# Prospecting squat..



## creature (Jul 12, 2014)

Tried doing this a couple of years ago..
Squatting on a claim is legal, free & can make reasonable $..

i put together a fucking bus & everything needed, which i've lamented about way fucking enough.

at a bit of a crossroads, here, because i once again have a grub-stake together, and am wondering what to do next...
i have about a 1/2 dozen things i'm thinking of trying to launch;

- try & get a little land not to far from the coast, near a natty forest & park my van & see how long i last..
- go to japan or australia or do some beer in europe.. will probably avoid west africa..
- do a prospecting gig..
- get a small sailboat (25 footish, i guess) .. don't know a fucking *thing* about them, though..
- head down to new mexico for a month or so, & just fucking swim..
- just more or less sit on it, for the moment..

in any case, the main gist is that i can get the claim, but i don't want to work it on my own..
a lot of these fuckers can be found in some pretty beautifull areas..
you can squat for fucking **years**, and people **do**...
i love the woods & what-not, but i'm not a fucking hermit..

this would be major off-grid shit..
a lot of rice, a shitload of tent dwelling & rubber tramping, & not a fuck of a lot of electricity..
most likely pretty far from cities, towns, libraries & major highways..

claims also need to be defended, to a certain extent..

on the up side, if there's communal investment, extended road trips, with a return home base, turn into real possibilities..

anyways.. a thought.

i've dealt with folks saying how down they are for it, only to scag out when it came time to actually do anything..
if anyone is actualy *don* for it.. to head into the woods & work their asses off to get a camp started & to keep it going, let me know.

bow fucking wow wow..


----------



## Matt Derrick (Jul 13, 2014)

I wish ya the best of luck with the squatting land thing, that would be pretty cool.
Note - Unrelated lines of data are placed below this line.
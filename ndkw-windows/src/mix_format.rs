//! Mapping from WASAPI mix formats to [`WaveFormat`].
//!
//! Kept free of Windows types so the mapping is testable on every host.

use ndkw_core::models::error::CaptureError;
use ndkw_core::{SampleEncoding, WaveFormat};

pub const WAVE_FORMAT_PCM: u16 = 0x0001;
pub const WAVE_FORMAT_IEEE_FLOAT: u16 = 0x0003;
pub const WAVE_FORMAT_EXTENSIBLE: u16 = 0xFFFE;

/// Byte offset of `SubFormat` inside `WAVEFORMATEXTENSIBLE`.
pub const SUBFORMAT_OFFSET: usize = 24;

/// Fields of a `WAVEFORMATEX` (plus the extensible sub-format tag) that
/// decide how captured bytes are stored.
#[derive(Debug, Clone, Copy, PartialEq, Eq)]
pub struct MixFormat {
    pub format_tag: u16,
    pub channels: u16,
    pub sample_rate: u32,
    pub bits_per_sample: u16,
    /// First field of the `SubFormat` GUID, which equals the plain format
    /// tag for PCM and IEEE float.
    pub sub_format: Option<u16>,
}

impl MixFormat {
    pub fn to_wave_format(&self) -> Result<WaveFormat, CaptureError> {
        let tag = match self.format_tag {
            WAVE_FORMAT_EXTENSIBLE => self.sub_format.ok_or_else(|| {
                CaptureError::ConfigurationFailed("extensible mix format without a sub-format".into())
            })?,
            tag => tag,
        };

        let encoding = match tag {
            WAVE_FORMAT_PCM => SampleEncoding::Pcm,
            WAVE_FORMAT_IEEE_FLOAT => SampleEncoding::IeeeFloat,
            other => {
                return Err(CaptureError::ConfigurationFailed(format!(
                    "unsupported mix format tag {:#06x}",
                    other
                )))
            }
        };

        let format = WaveFormat {
            sample_rate: self.sample_rate,
            channels: self.channels,
            bits_per_sample: self.bits_per_sample,
            encoding,
        };
        format.validate().map_err(CaptureError::ConfigurationFailed)?;
        Ok(format)
    }
}

#[cfg(test)]
mod tests {
    use super::*;

    fn mix(format_tag: u16, bits: u16, sub_format: Option<u16>) -> MixFormat {
        MixFormat {
            format_tag,
            channels: 2,
            sample_rate: 48_000,
            bits_per_sample: bits,
            sub_format,
        }
    }

    #[test]
    fn shared_mode_float_mix() {
        let format = mix(WAVE_FORMAT_EXTENSIBLE, 32, Some(WAVE_FORMAT_IEEE_FLOAT))
            .to_wave_format()
            .unwrap();
        assert_eq!(format, WaveFormat::float32(48_000, 2));
    }

    #[test]
    fn plain_pcm_mix() {
        let format = mix(WAVE_FORMAT_PCM, 16, None).to_wave_format().unwrap();
        assert_eq!(format, WaveFormat::pcm16(48_000, 2));
    }

    #[test]
    fn unknown_tags_are_rejected() {
        assert!(mix(0x0055, 16, None).to_wave_format().is_err());
        assert!(mix(WAVE_FORMAT_EXTENSIBLE, 32, None).to_wave_format().is_err());
    }
}
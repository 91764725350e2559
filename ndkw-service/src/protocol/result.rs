use serde::de::DeserializeOwned;
use serde::{Deserialize, Serialize};
use serde_json::Value;

/// Closed set of outcomes reported on the wire.
#[derive(Debug, Clone, Copy, PartialEq, Eq, Hash, Serialize, Deserialize)]
#[serde(rename_all = "camelCase")]
pub enum ResultCode {
    Success,
    InvalidEndpoint,
    InvalidInputStructure,
    NotFound,
    InvalidState,
    Timeout,
    NoResponse,
    NotConnected,
    Disconnected,
}

/// JSON body of every response frame.
#[derive(Debug, Clone, PartialEq, Serialize, Deserialize)]
#[serde(rename_all = "camelCase")]
pub struct ResultFrame {
    pub code: ResultCode,
    #[serde(default, skip_serializing_if = "Option::is_none")]
    pub error_message: Option<String>,
    #[serde(default, skip_serializing_if = "Option::is_none")]
    pub data: Option<Value>,
    /// Raw bytes following this frame, for content results.
    #[serde(default, skip_serializing_if = "Option::is_none")]
    pub content_length: Option<u64>,
}

impl ResultFrame {
    pub fn success() -> Self {
        Self {
            code: ResultCode::Success,
            error_message: None,
            data: None,
            content_length: None,
        }
    }

    pub fn with_data(data: Value) -> Self {
        Self {
            data: Some(data),
            ..Self::success()
        }
    }

    pub fn content(length: u64) -> Self {
        Self {
            content_length: Some(length),
            ..Self::success()
        }
    }

    pub fn failure(code: ResultCode, message: impl Into<String>) -> Self {
        Self {
            code,
            error_message: Some(message.into()),
            data: None,
            content_length: None,
        }
    }

    pub fn is_success(&self) -> bool {
        self.code == ResultCode::Success
    }

    /// Deserialize `data`. A missing value is read as JSON `null`.
    pub fn data_as<T: DeserializeOwned>(&self) -> serde_json::Result<T> {
        serde_json::from_value(self.data.clone().unwrap_or(Value::Null))
    }
}

#[cfg(test)]
mod tests {
    use super::*;
    use serde_json::json;

    #[test]
    fn codes_are_camel_case() {
        assert_eq!(serde_json::to_value(ResultCode::InvalidInputStructure).unwrap(), json!("invalidInputStructure"));
        assert_eq!(serde_json::to_value(ResultCode::NotFound).unwrap(), json!("notFound"));
    }

    #[test]
    fn empty_success_has_only_code() {
        assert_eq!(serde_json::to_value(ResultFrame::success()).unwrap(), json!({"code": "success"}));
    }

    #[test]
    fn failure_and_content_shapes() {
        let failure = ResultFrame::failure(ResultCode::InvalidState, "no recording is in progress");
        assert_eq!(
            serde_json::to_value(&failure).unwrap(),
            json!({"code": "invalidState", "errorMessage": "no recording is in progress"})
        );

        let content = ResultFrame::content(162);
        assert_eq!(serde_json::to_value(&content).unwrap(), json!({"code": "success", "contentLength": 162}));
    }

    #[test]
    fn data_decodes() {
        let frame: ResultFrame = serde_json::from_str(r#"{"code":"success","data":[1,2,3]}"#).unwrap();
        assert_eq!(frame.data_as::<Vec<u8>>().unwrap(), vec![1, 2, 3]);
        assert_eq!(ResultFrame::success().data_as::<Option<u8>>().unwrap(), None);
    }
}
I don't think the boat thing is that unfeasible, you really can go out there not knowing anything and pick it up if you want. 

As for having people flake out on you, welcome to the story of my life running StP. The traveler community is the biggest bunch of flakes you'll ever run across (and I mean that in the nicest way possible).


----------



## creature (Jul 13, 2014)

Hmm.. encouraging words regarding the boat..

we'll see what happens.. 
may just work until i can't take it anymore, & then see what happens.. don't ant to waste all of the summer, though, & find myself holed up for the winter, unless it's somewhere i can do something..

saw a nice little lot right off the coast, but the area was way too rich.. looked at zoning ordinances & whatnot.. even if i could get it, i'd never be able to use it..
but..

learned where to look.. it was too fucking close to the water..

fucking money loves the ocean & the sky, because that helps them pretend they are alone, & communing with what is true..

such a sad lie..

soo.. maybe i can pull something off a mile or so from the water, in rougher terrain, which would be totally fucking awesome...

at the same time, the claims are pretty good.. dunno how close i can get to the ocean, but there are plenty that run on the rivers..

we'll see what happens.. it'll take 4-6 people to really get something going..

if *you* have any ideas for something long term, lemmee know..

-- woof..


----------



## Tude (Jul 13, 2014)

you sound like quite the interesting person - and a fun meet up if we ever do. 

hehe

"bow fucking wow wow"


----------



## creature (Jul 13, 2014)

thanks, Tude.. never know..
strange goings on, here..
my boss is packing his office. hasn't said a word.. may be departing..
hoping this means i will soon be free...

i love the miles..
especially when i see where they have brought me...


----------



## Traveler (Jul 14, 2014)

I'm still interested in doing some prospecting. Never heard anything from the commune person so...


----------



## creature (Jul 16, 2014)

OK.. Traveler has PM'd me he is going to start looking for folks..
dunno who, dunno where..

if there's any real votes for something like this SPEAK THE FUCK UP, ***NOW***

i have the bread it takes to fucking launch, but i'm not hanging for very long..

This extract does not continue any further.